Somewhere between a Roman emperor writing privately in his journal and a god delivering counsel to a warrior on the eve of battle, two of the most practical philosophies ever recorded arrived at the same place.
Marcus Aurelius, writing the Meditations around 170 AD, and the Bhagavad Gita, composed centuries earlier in the Indian subcontinent, had no contact with each other. They emerged from entirely different cultures, languages, and cosmologies. And yet, if you read them side by side, you encounter the same core insight, expressed differently but pointing at the same truth.
This is not a coincidence. It is an indication that these traditions were responding to something permanent in the human condition — something that has not changed in two thousand years and is not changing now.

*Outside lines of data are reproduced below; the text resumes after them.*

//! Karaoke info extraction.
//!
//! The XF karaoke track opens with a cue point meta event whose text is a colon separated
//! record: `<song id>:<melody channel>:<time offset>:<language>`, e.g. `$Lyrc:1:312:JP`. This
//! module pulls that record straight out of the raw file bytes without decoding any track.

use std::{convert::Infallible, io, num::ParseIntError, str::FromStr};

#[cfg(feature = "serde")]
use serde::{Deserialize, Serialize};
use thiserror::Error;

use crate::{
    chunk::{chunk_types::XF_KARAOKE_CHUNK, locate::locate},
    reader::MidiReadable,
};

/// A cue point meta event prefix: `FF 07`
pub const KARAOKE_INFO_SIGNATURE: [u8; 2] = [0xFF, 0x07];

/// The karaoke info record
#[derive(Debug, Clone, PartialEq, Eq)]
#[cfg_attr(feature = "serde", derive(Serialize, Deserialize))]
pub struct KaraokeInfo {
    /// Identifier of the karaoke data, `$Lyrc` in practice
    pub song_id: String,
    /// Channel carrying the melody line. Kept as written, no range check is applied
    pub melody_channel: i64,
    /// Offset applied to lyric timing
    pub time_offset: i64,
    /// Language code of the lyrics, e.g. `JP`
    pub language: String,
}

/// Errors from extracting the karaoke info record
#[derive(Debug, Error)]
pub enum KaraokeError {
    /// The file has no `XFKM` chunk. Not a corrupt file, just not a karaoke one
    #[error("no karaoke chunk")]
    NotFound,
    /// The karaoke chunk holds no `FF 07` event
    #[error("karaoke chunk has no info event")]
    MissingInfoEvent,
    /// The info event claims more bytes than the file holds
    #[error("karaoke info declares {expected} bytes but only {available} remain")]
    Truncated {
        /// Declared length
        expected: usize,
        /// Bytes left in the file
        available: usize,
    },
    /// The record does not split into exactly 4 fields
    #[error("karaoke info has {0} fields, expected 4")]
    FieldCount(usize),
    /// A numeric field is not an integer
    #[error("karaoke info field `{field}` is not an integer")]
    InvalidInteger {
        /// Name of the field
        field: &'static str,
        /// Underlying parse failure
        #[source]
        source: ParseIntError,
    },
    /// The source could not be read
    #[error("failed to read MIDI source")]
    Io(#[from] io::Error),
}

impl KaraokeError {
    /// True if the file simply has no karaoke chunk
    pub fn is_not_found(&self) -> bool {
        matches!(self, Self::NotFound)
    }
}

impl From<Infallible> for KaraokeError {
    fn from(value: Infallible) -> Self {
        match value {}
    }
}

impl FromStr for KaraokeInfo {
    type Err = KaraokeError;

    fn from_str(s: &str) -> Result<Self, Self::Err> {
        let fields: Vec<&str> = s.split(':').collect();
        let &[song_id, melody_channel, time_offset, language] = fields.as_slice() else {
            return Err(KaraokeError::FieldCount(fields.len()));
        };

        Ok(Self {
            song_id: song_id.to_string(),
            melody_channel: parse_field("melody_channel", melody_channel)?,
            time_offset: parse_field("time_offset", time_offset)?,
            language: language.to_string(),
        })
    }
}

/// Parses an integer field, ignoring surrounding whitespace
fn parse_field<T>(field: &'static str, value: &str) -> Result<T, KaraokeError>
where
    T: FromStr<Err = ParseIntError>,
{
    value
        .trim()
        .parse()
        .map_err(|source| KaraokeError::InvalidInteger { field, source })
}

/// Reads a whole MIDI source and extracts its karaoke info record
pub fn extract_metadata<S>(source: S) -> Result<KaraokeInfo, KaraokeError>
where
    S: MidiReadable,
    KaraokeError: From<S::Error>,
{
    let bytes = source.get_midi_bytes()?;
    extract_from_bytes(&bytes)
}

/// Extracts the karaoke info record from in-memory file bytes.
///
/// Finds the first `XFKM` tag, then the first `FF 07` after it, and reads a single length byte
/// followed by that many Latin-1 bytes of record text.
pub fn extract_from_bytes(bytes: &[u8]) -> Result<KaraokeInfo, KaraokeError> {
    let start = locate(bytes, XF_KARAOKE_CHUNK).ok_or(KaraokeError::NotFound)?;
    let karaoke = &bytes[start..];

    let info = karaoke
        .windows(KARAOKE_INFO_SIGNATURE.len())
        .position(|window| window == KARAOKE_INFO_SIGNATURE)
        .ok_or(KaraokeError::MissingInfoEvent)?;

    let (&length, text) = karaoke[info + KARAOKE_INFO_SIGNATURE.len()..]
        .split_first()
        .ok_or(KaraokeError::Truncated {
            expected: 1,
            available: 0,
        })?;
    let text = text.get(..length as usize).ok_or(KaraokeError::Truncated {
        expected: length as usize,
        available: text.len(),
    })?;

    text.iter().copied().map(char::from).collect::<String>().parse()
}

I have spent most of my adult life sitting between two worlds: an Eastern upbringing and a Western professional career in global finance. For a long time, those two worlds felt separate. Philosophy was philosophy. Work was work. Growth, as the personal development industry defines it, was something else entirely. It took me years to see that the most useful map I had was the oldest one — and that it came from both directions at once.
The Problem Both Traditions Were Solving
Neither Stoicism nor the Bhagavad Gita was written for people who had easy lives. Marcus Aurelius was an emperor navigating wars, plague, and the weight of leading an empire that kept trying to fall apart. Arjuna, the warrior at the centre of the Gita, was facing a battlefield where the people he had to fight were his own family — his teachers, his cousins, the people he loved.
Both traditions were answering the same question: How do you act rightly, grow genuinely, and maintain your integrity when the circumstances of your life are painful, uncertain, and largely outside your control?
This is not an ancient problem. It is your problem, right now.
The version most modern professionals face is less dramatic but no less real. You are operating in organisations you did not design. You are navigating relationships, pressures, and expectations you did not choose. You are pursuing goals that may or may not be truly yours. You are trying to grow in an environment that was never built to help you do that. And you are doing it with a self that, if you are honest, you have never quite taken the time to examine.
“You have the right to perform your actions, but never to the fruits of your actions.”
— Bhagavad Gita, 2.47Both traditions offer something the personal development industry almost never does: not a technique for feeling better, but a framework for thinking clearly about what actually matters and what, therefore, actually deserves your energy.
The Shared Principle That Changes Everything
If you had to distil both philosophies into a single idea, it would be this: the most important distinction in a human life is between what is within your control and what is not.
Epictetus, the Stoic philosopher who began life as a slave, opens his manual on living — the Enchiridion — with precisely this point. Some things are up to us, he writes: our judgements, our impulses, our desires, our responses. Everything else — our body, our reputation, external events, what other people think and do — is not up to us. The path to a good life, he says, runs entirely through the first category.
The Bhagavad Gita arrives at the same place from a different direction. Krishna tells Arjuna that he has the right to his actions, but never to their fruits. The action is yours. The outcome is not. This is not resignation — it is the opposite. It is the instruction to act with full intensity, full commitment, full integrity, while releasing the attachment to results that, in truth, you could never fully control.
The Two Questions Both Traditions Ask
Stoicism asks: Is this within my control, or outside it? If outside, redirect your energy. If inside, act on it fully, without complaint, without delay.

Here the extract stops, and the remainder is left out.